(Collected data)
════

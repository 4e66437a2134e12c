//! Pull request model.

use crate::error::AppError;
use serde::{Deserialize, Serialize};
use sqlx::FromRow;
use std::str::FromStr;

/// Lifecycle state of a pull request. Transitions only `Open` → `Merged`.
#[derive(Debug, Clone, Copy, PartialEq, Eq, Serialize, Deserialize)]
#[serde(rename_all = "UPPERCASE")]
pub enum PullRequestStatus {
    Open,
    Merged,
}

impl PullRequestStatus {
    /// Stored representation.
    pub fn as_str(&self) -> &'static str {
        match self {
            Self::Open => "OPEN",
            Self::Merged => "MERGED",
        }
    }
}

impl FromStr for PullRequestStatus {
    type Err = AppError;

    fn from_str(s: &str) -> Result<Self, Self::Err> {
        match s {
            "OPEN" => Ok(Self::Open),
            "MERGED" => Ok(Self::Merged),
            other => Err(AppError::internal(format!(
                "unknown pull request status '{}'",
                other
            ))),
        }
    }
}

impl std::fmt::Display for PullRequestStatus {
    fn fmt(&self, f: &mut std::fmt::Formatter<'_>) -> std::fmt::Result {
        f.write_str(self.as_str())
    }
}

/// A pull request with its assigned reviewers.
#[derive(Debug, Clone, PartialEq, Eq, Serialize, Deserialize)]
pub struct PullRequest {
    pub pull_request_id: String,
    pub pull_request_name: String,
    pub author_id: String,
    pub status: PullRequestStatus,

    /// Reviewer ids; order carries no meaning.
    pub assigned_reviewers: Vec<String>,

    /// Creation timestamp (Unix seconds).
    pub created_at: i64,

    /// Merge timestamp (Unix seconds), set iff merged.
    pub merged_at: Option<i64>,
}

impl PullRequest {
    pub fn is_merged(&self) -> bool {
        self.status == PullRequestStatus::Merged
    }

    /// Only open pull requests accept reviewer changes.
    pub fn can_be_modified(&self) -> bool {
        self.status == PullRequestStatus::Open
    }

    pub fn has_reviewer(&self, user_id: &str) -> bool {
        self.assigned_reviewers.iter().any(|r| r == user_id)
    }

    /// This pull request after a merge at `merged_at`.
    ///
    /// Already-merged pull requests keep their original merge time.
    pub fn merged(mut self, merged_at: i64) -> Self {
        if !self.is_merged() {
            self.status = PullRequestStatus::Merged;
            self.merged_at = Some(merged_at);
        }
        self
    }

    /// The short form used in review listings.
    pub fn to_short(&self) -> PullRequestShort {
        PullRequestShort {
            pull_request_id: self.pull_request_id.clone(),
            pull_request_name: self.pull_request_name.clone(),
            author_id: self.author_id.clone(),
            status: self.status,
        }
    }
}

/// Input for inserting a new, open pull request.
#[derive(Debug, Clone, PartialEq, Eq)]
pub struct NewPullRequest {
    pub pull_request_id: String,
    pub pull_request_name: String,
    pub author_id: String,
    pub created_at: i64,
}

impl NewPullRequest {
    /// The open pull request this insert produces with `reviewers`.
    pub fn into_open(self, reviewers: Vec<String>) -> PullRequest {
        PullRequest {
            pull_request_id: self.pull_request_id,
            pull_request_name: self.pull_request_name,
            author_id: self.author_id,
            status: PullRequestStatus::Open,
            assigned_reviewers: reviewers,
            created_at: self.created_at,
            merged_at: None,
        }
    }
}

/// Pull request summary without reviewers.
#[derive(Debug, Clone, PartialEq, Eq, Serialize, Deserialize)]
pub struct PullRequestShort {
    pub pull_request_id: String,
    pub pull_request_name: String,
    pub author_id: String,
    pub status: PullRequestStatus,
}

/// Row shape of the pull request queries.
///
/// Note: `reviewers` is aggregated by SQLite as a JSON array string
/// and parsed into `Vec<String>` by the `TryFrom` conversion.
#[derive(Debug, Clone, FromRow)]
pub struct PullRequestRow {
    pub pull_request_id: String,
    pub pull_request_name: String,
    pub author_id: String,
    pub status: String,
    pub created_at: i64,
    pub merged_at: Option<i64>,
    pub reviewers: String,
}

impl TryFrom<PullRequestRow> for PullRequest {
    type Error = AppError;

    fn try_from(row: PullRequestRow) -> Result<Self, Self::Error> {
        Ok(Self {
            status: row.status.parse()?,
            assigned_reviewers: serde_json::from_str(&row.reviewers)?,
            pull_request_id: row.pull_request_id,
            pull_request_name: row.pull_request_name,
            author_id: row.author_id,
            created_at: row.created_at,
            merged_at: row.merged_at,
        })
    }
}

#[cfg(test)]
mod tests {
    use super::*;

    fn open_pr(reviewers: &[&str]) -> PullRequest {
        NewPullRequest {
            pull_request_id: "pr-1".into(),
            pull_request_name: "Add search".into(),
            author_id: "u1".into(),
            created_at: 100,
        }
        .into_open(reviewers.iter().map(|r| r.to_string()).collect())
    }

    #[test]
    fn test_status_round_trip() {
        assert_eq!("OPEN".parse::<PullRequestStatus>().unwrap(), PullRequestStatus::Open);
        assert_eq!(PullRequestStatus::Merged.to_string(), "MERGED");
        assert!("merged".parse::<PullRequestStatus>().is_err());
    }

    #[test]
    fn test_merge_is_one_way_and_keeps_first_timestamp() {
        let pr = open_pr(&["u2"]);
        assert!(pr.can_be_modified());

        let merged = pr.merged(200);
        assert!(merged.is_merged());
        assert_eq!(merged.merged_at, Some(200));

        let again = merged.merged(300);
        assert_eq!(again.merged_at, Some(200));
        assert!(!again.can_be_modified());
    }

    #[test]
    fn test_row_conversion_parses_reviewers() {
        let row = PullRequestRow {
            pull_request_id: "pr-1".into(),
            pull_request_name: "Add search".into(),
            author_id: "u1".into(),
            status: "OPEN".into(),
            created_at: 100,
            merged_at: None,
            reviewers: r#"["u2","u3"]"#.into(),
        };

        let pr = PullRequest::try_from(row).unwrap();
        assert!(pr.has_reviewer("u3"));
        assert!(!pr.has_reviewer("u1"));
        assert_eq!(pr.assigned_reviewers.len(), 2);
    }

    #[test]
    fn test_row_conversion_rejects_unknown_status() {
        let row = PullRequestRow {
            pull_request_id: "pr-1".into(),
            pull_request_name: "x".into(),
            author_id: "u1".into(),
            status: "CLOSED".into(),
            created_at: 0,
            merged_at: None,
            reviewers: "[]".into(),
        };
        assert!(PullRequest::try_from(row).is_err());
    }

    #[test]
    fn test_short_form() {
        let short = open_pr(&[]).to_short();
        assert_eq!(short.pull_request_id, "pr-1");
        assert_eq!(short.status, PullRequestStatus::Open);
    }
}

════

_TO DO_.
Restate every entry above exactly as it stands.

_ANSWER SPACE_.
repository 4e66437a2134e12c
//! Pull request model.

use crate::error::AppError;
use serde::{Deserialize, Serialize};
use sqlx::FromRow;
use std::str::FromStr;

/// Lifecycle state of a pull request. Transitions only `Open` → `Merged`.
#[derive(Debug, Clone, Copy, PartialEq, Eq, Serialize, Deserialize)]
#[serde(rename_all = "UPPERCASE")]
pub enum PullRequestStatus {
    Open,
    Merged,
}

impl PullRequestStatus {
    /// Stored representation.
    pub fn as_str(&self) -> &'static str {
        match self {
            Self::Open => "OPEN",
            Self::Merged => "MERGED",
        }
    }
}

impl FromStr for PullRequestStatus {
    type Err = AppError;

    fn from_str(s: &str) -> Result<Self, Self::Err> {
        match s {
            "OPEN" => Ok(Self::Open),
            "MERGED" => Ok(Self::Merged),
            other => Err(AppError::internal(format!(
                "unknown pull request status '{}'",
                other
            ))),
        }
    }
}

impl std::fmt::Display for PullRequestStatus {
    fn fmt(&self, f: &mut std::fmt::Formatter<'_>) -> std::fmt::Result {
        f.write_str(self.as_str())
    }
}

/// A pull request with its assigned reviewers.
#[derive(Debug, Clone, PartialEq, Eq, Serialize, Deserialize)]
pub struct PullRequest {
    pub pull_request_id: String,
    pub pull_request_name: String,
    pub author_id: String,
    pub status: PullRequestStatus,

    /// Reviewer ids; order carries no meaning.
    pub assigned_reviewers: Vec<String>,

    /// Creation timestamp (Unix seconds).
    pub created_at: i64,

    /// Merge timestamp (Unix seconds), set iff merged.
    pub merged_at: Option<i64>,
}

impl PullRequest {
    pub fn is_merged(&self) -> bool {
        self.status == PullRequestStatus::Merged
    }

    /// Only open pull requests accept reviewer changes.
    pub fn can_be_modified(&self) -> bool {
        self.status == PullRequestStatus::Open
    }

    pub fn has_reviewer(&self, user_id: &str) -> bool {
        self.assigned_reviewers.iter().any(|r| r == user_id)
    }

    /// This pull request after a merge at `merged_at`.
    ///
    /// Already-merged pull requests keep their original merge time.
    pub fn merged(mut self, merged_at: i64) -> Self {
        if !self.is_merged() {
            self.status = PullRequestStatus::Merged;
            self.merged_at = Some(merged_at);
        }
        self
    }

    /// The short form used in review listings.
    pub fn to_short(&self) -> PullRequestShort {
        PullRequestShort {
            pull_request_id: self.pull_request_id.clone(),
            pull_request_name: self.pull_request_name.clone(),
            author_id: self.author_id.clone(),
            status: self.status,
        }
    }
}

/// Input for inserting a new, open pull request.
#[derive(Debug, Clone, PartialEq, Eq)]
pub struct NewPullRequest {
    pub pull_request_id: String,
    pub pull_request_name: String,
    pub author_id: String,
    pub created_at: i64,
}

impl NewPullRequest {
    /// The open pull request this insert produces with `reviewers`.
    pub fn into_open(self, reviewers: Vec<String>) -> PullRequest {
        PullRequest {
            pull_request_id: self.pull_request_id,
            pull_request_name: self.pull_request_name,
            author_id: self.author_id,
            status: PullRequestStatus::Open,
            assigned_reviewers: reviewers,
            created_at: self.created_at,
            merged_at: None,
        }
    }
}

/// Pull request summary without reviewers.
#[derive(Debug, Clone, PartialEq, Eq, Serialize, Deserialize)]
pub struct PullRequestShort {
    pub pull_request_id: String,
    pub pull_request_name: String,
    pub author_id: String,
    pub status: PullRequestStatus,
}

/// Row shape of the pull request queries.
///
/// Note: `reviewers` is aggregated by SQLite as a JSON array string
/// and parsed into `Vec<String>` by the `TryFrom` conversion.
#[derive(Debug, Clone, FromRow)]
pub struct PullRequestRow {
    pub pull_request_id: String,
    pub pull_request_name: String,
    pub author_id: String,
    pub status: String,
    pub created_at: i64,
    pub merged_at: Option<i64>,
    pub reviewers: String,
}

impl TryFrom<PullRequestRow> for PullRequest {
    type Error = AppError;

    fn try_from(row: PullRequestRow) -> Result<Self, Self::Error> {
        Ok(Self {
            status: row.status.parse()?,
            assigned_reviewers: serde_json::from_str(&row.reviewers)?,
            pull_request_id: row.pull_request_id,
            pull_request_name: row.pull_request_name,
            author_id: row.author_id,
            created_at: row.created_at,
            merged_at: row.merged_at,
        })
    }
}

#[cfg(test)]
mod tests {
    use super::*;

    fn open_pr(reviewers: &[&str]) -> PullRequest {
        NewPullRequest {
            pull_request_id: "pr-1".into(),
            pull_request_name: "Add search".into(),
            author_id: "u1".into(),
            created_at: 100,
        }
        .into_open(reviewers.iter().map(|r| r.to_string()).collect())
    }

    #[test]
    fn test_status_round_trip() {
        assert_eq!("OPEN".parse::<PullRequestStatus>().unwrap(), PullRequestStatus::Open);
        assert_eq!(PullRequestStatus::Merged.to_string(), "MERGED");
        assert!("merged".parse::<PullRequestStatus>().is_err());
    }

    #[test]
    fn test_merge_is_one_way_and_keeps_first_timestamp() {
        let pr = open_pr(&["u2"]);
        assert!(pr.can_be_modified());

        let merged = pr.merged(200);
        assert!(merged.is_merged());
        assert_eq!(merged.merged_at, Some(200));

        let again = merged.merged(300);
        assert_eq!(again.merged_at, Some(200));
        assert!(!again.can_be_modified());
    }

    #[test]
    fn test_row_conversion_parses_reviewers() {
        let row = PullRequestRow {
            pull_request_id: "pr-1".into(),
            pull_request_name: "Add search".into(),
            author_id: "u1".into(),
            status: "OPEN".into(),
            created_at: 100,
            merged_at: None,
            reviewers: r#"["u2","u3"]"#.into(),
        };

        let pr = PullRequest::try_from(row).unwrap();
        assert!(pr.has_reviewer("u3"));
        assert!(!pr.has_reviewer("u1"));
        assert_eq!(pr.assigned_reviewers.len(), 2);
    }

    #[test]
    fn test_row_conversion_rejects_unknown_status() {
        let row = PullRequestRow {
            pull_request_id: "pr-1".into(),
            pull_request_name: "x".into(),
            author_id: "u1".into(),
            status: "CLOSED".into(),
            created_at: 0,
            merged_at: None,
            reviewers: "[]".into(),
        };
        assert!(PullRequest::try_from(row).is_err());
    }

    #[test]
    fn test_short_form() {
        let short = open_pr(&[]).to_short();
        assert_eq!(short.pull_request_id, "pr-1");
        assert_eq!(short.status, PullRequestStatus::Open);
    }
}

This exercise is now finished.